__Work request__: Look through the records, and wherever the string "TwitterMeta" turns up, copy out that line.
(Beginning of Records to process)
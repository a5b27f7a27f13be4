//! Twitter Card metadata.
//!
//! Twitter tags appear in the wild as both `meta[name=...]` and
//! `meta[property=...]`; `name` wins, `property` is the fallback.

use scraper::Html;
use serde::{Deserialize, Serialize};

use super::{meta_named, meta_property};

#[derive(Debug, Clone, Default, PartialEq, Eq, Serialize, Deserialize)]
pub struct TwitterMeta {
    pub title: Option<String>,
    pub card: Option<String>,
    pub description: Option<String>,
    pub image: Option<String>,
    pub image_alt: Option<String>,
    pub site: Option<String>,
    pub site_id: Option<String>,
    pub creator: Option<String>,
    pub creator_id: Option<String>,
    pub player: Option<String>,
    pub player_width: Option<String>,
    pub player_height: Option<String>,
    pub player_stream: Option<String>,
    pub app_country: Option<String>,
    pub app_name_iphone: Option<String>,
    pub app_id_iphone: Option<String>,
    pub app_url_iphone: Option<String>,
    pub app_name_ipad: Option<String>,
    pub app_id_ipad: Option<String>,
    pub app_url_ipad: Option<String>,
    pub app_name_googleplay: Option<String>,
    pub app_id_googleplay: Option<String>,
    pub app_url_googleplay: Option<String>,
}

fn twitter_meta(doc: &Html, key: &str) -> Option<String> {
    meta_named(doc, key).or_else(|| meta_property(doc, key))
}

pub fn extract(doc: &Html) -> TwitterMeta {
    TwitterMeta {
        title: twitter_meta(doc, "twitter:title"),
        card: twitter_meta(doc, "twitter:card"),
        description: twitter_meta(doc, "twitter:description"),
        image: twitter_meta(doc, "twitter:image"),
        image_alt: twitter_meta(doc, "twitter:image:alt"),
        site: twitter_meta(doc, "twitter:site"),
        site_id: twitter_meta(doc, "twitter:site:id"),
        creator: twitter_meta(doc, "twitter:creator"),
        creator_id: twitter_meta(doc, "twitter:creator:id"),
        player: twitter_meta(doc, "twitter:player"),
        player_width: twitter_meta(doc, "twitter:player:width"),
        player_height: twitter_meta(doc, "twitter:player:height"),
        player_stream: twitter_meta(doc, "twitter:player:stream"),
        app_country: twitter_meta(doc, "twitter:app:country"),
        app_name_iphone: twitter_meta(doc, "twitter:app:name:iphone"),
        app_id_iphone: twitter_meta(doc, "twitter:app:id:iphone"),
        app_url_iphone: twitter_meta(doc, "twitter:app:url:iphone"),
        app_name_ipad: twitter_meta(doc, "twitter:app:name:ipad"),
        app_id_ipad: twitter_meta(doc, "twitter:app:id:ipad"),
        app_url_ipad: twitter_meta(doc, "twitter:app:url:ipad"),
        app_name_googleplay: twitter_meta(doc, "twitter:app:name:googleplay"),
        app_id_googleplay: twitter_meta(doc, "twitter:app:id:googleplay"),
        app_url_googleplay: twitter_meta(doc, "twitter:app:url:googleplay"),
    }
}

#[cfg(test)]
mod tests {
    use super::*;

    #[test]
    fn test_name_wins_over_property() {
        let doc = Html::parse_document(
            r#"<head>
            <meta property="twitter:title" content="From property">
            <meta name="twitter:title" content="From name">
            </head>"#,
        );

        let meta = extract(&doc);
        assert_eq!(meta.title.as_deref(), Some("From name"));
    }

    #[test]
    fn test_property_is_the_fallback() {
        let doc = Html::parse_document(
            r#"<head><meta property="twitter:card" content="summary_large_image"></head>"#,
        );

        let meta = extract(&doc);
        assert_eq!(meta.card.as_deref(), Some("summary_large_image"));
    }
}
//! General head metadata: title, description, canonical, icons, authors,
//! robots directives, and the assorted single-value meta tags.

use scraper::{ElementRef, Html};
use serde::{Deserialize, Serialize};

use super::{attr, meta_named, select_all, select_first};

#[derive(Debug, Clone, Default, PartialEq, Eq, Serialize, Deserialize)]
pub struct GeneralMeta {
    pub title: Option<String>,
    pub description: Option<String>,
    /// `link[rel=canonical]` href, unresolved.
    pub canonical: Option<String>,
    /// Every `link[rel~=icon]`, unfiltered. Whether an href actually
    /// resolves to an image is a transport concern, not extraction's.
    pub favicons: Vec<IconLink>,
    pub authors: Vec<AuthorRef>,
    /// `meta[name=robots]` content.
    pub robots: Option<String>,
    pub keywords: Option<String>,
    pub generator: Option<String>,
    pub license: Option<String>,
    pub viewport: Option<String>,
    pub theme_colors: Vec<ThemeColor>,
    pub color_scheme: Option<String>,
    pub format_detection: Option<String>,
    pub application_name: Option<String>,
}

/// One favicon `<link>` tag as written.
#[derive(Debug, Clone, Default, PartialEq, Eq, Serialize, Deserialize)]
pub struct IconLink {
    pub rel: Option<String>,
    #[serde(rename = "type")]
    pub kind: Option<String>,
    pub sizes: Option<String>,
    pub href: Option<String>,
}

/// An author from `link[rel=author]` or `meta[name=author]`.
#[derive(Debug, Clone, PartialEq, Eq, Serialize, Deserialize)]
pub struct AuthorRef {
    pub name: String,
    pub href: Option<String>,
}

/// One `meta[name=theme-color]` occurrence, with its media query if any.
#[derive(Debug, Clone, PartialEq, Eq, Serialize, Deserialize)]
pub struct ThemeColor {
    pub media: Option<String>,
    pub value: Option<String>,
}

pub fn extract(doc: &Html) -> GeneralMeta {
    GeneralMeta {
        title: select_first(doc, "title").map(|el| el.text().collect::<String>()),
        description: meta_named(doc, "description"),
        canonical: select_first(doc, r#"link[rel="canonical"]"#).and_then(|el| attr(el, "href")),
        favicons: select_all(doc, r#"link[rel~="icon"]"#)
            .into_iter()
            .map(|el| IconLink {
                rel: attr(el, "rel"),
                kind: attr(el, "type"),
                sizes: attr(el, "sizes"),
                href: attr(el, "href"),
            })
            .collect(),
        authors: extract_authors(doc),
        robots: meta_named(doc, "robots"),
        keywords: meta_named(doc, "keywords"),
        generator: meta_named(doc, "generator"),
        license: meta_named(doc, "license"),
        viewport: meta_named(doc, "viewport"),
        theme_colors: select_all(doc, r#"meta[name="theme-color"]"#)
            .into_iter()
            .map(|el| ThemeColor {
                media: attr(el, "media"),
                value: attr(el, "content"),
            })
            .collect(),
        color_scheme: meta_named(doc, "color-scheme"),
        format_detection: meta_named(doc, "format-detection"),
        application_name: meta_named(doc, "application-name"),
    }
}

/// Collect authors from `link[rel=author]` and `meta[name=author]` tags.
///
/// A link tag names its author through the immediately following meta
/// sibling; entries without a resolvable name are skipped. First
/// occurrence of a name wins.
fn extract_authors(doc: &Html) -> Vec<AuthorRef> {
    let mut authors: Vec<AuthorRef> = Vec::new();

    for el in select_all(doc, r#"link[rel="author"], meta[name="author"]"#) {
        let author = if el.value().name() == "link" {
            let href = attr(el, "href");
            let name = next_element(el)
                .filter(|sib| sib.value().name() == "meta")
                .and_then(|sib| attr(sib, "content"));
            match (href, name) {
                (Some(href), Some(name)) => AuthorRef {
                    name,
                    href: Some(href),
                },
                _ => continue,
            }
        } else {
            match attr(el, "content") {
                Some(name) => AuthorRef { name, href: None },
                None => continue,
            }
        };

        if !authors.iter().any(|a| a.name == author.name) {
            authors.push(author);
        }
    }

    authors
}

fn next_element(el: ElementRef<'_>) -> Option<ElementRef<'_>> {
    el.next_siblings().find_map(ElementRef::wrap)
}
(End of Records to process)
__The completed task__:
pub struct TwitterMeta {
pub fn extract(doc: &Html) -> TwitterMeta {
    TwitterMeta {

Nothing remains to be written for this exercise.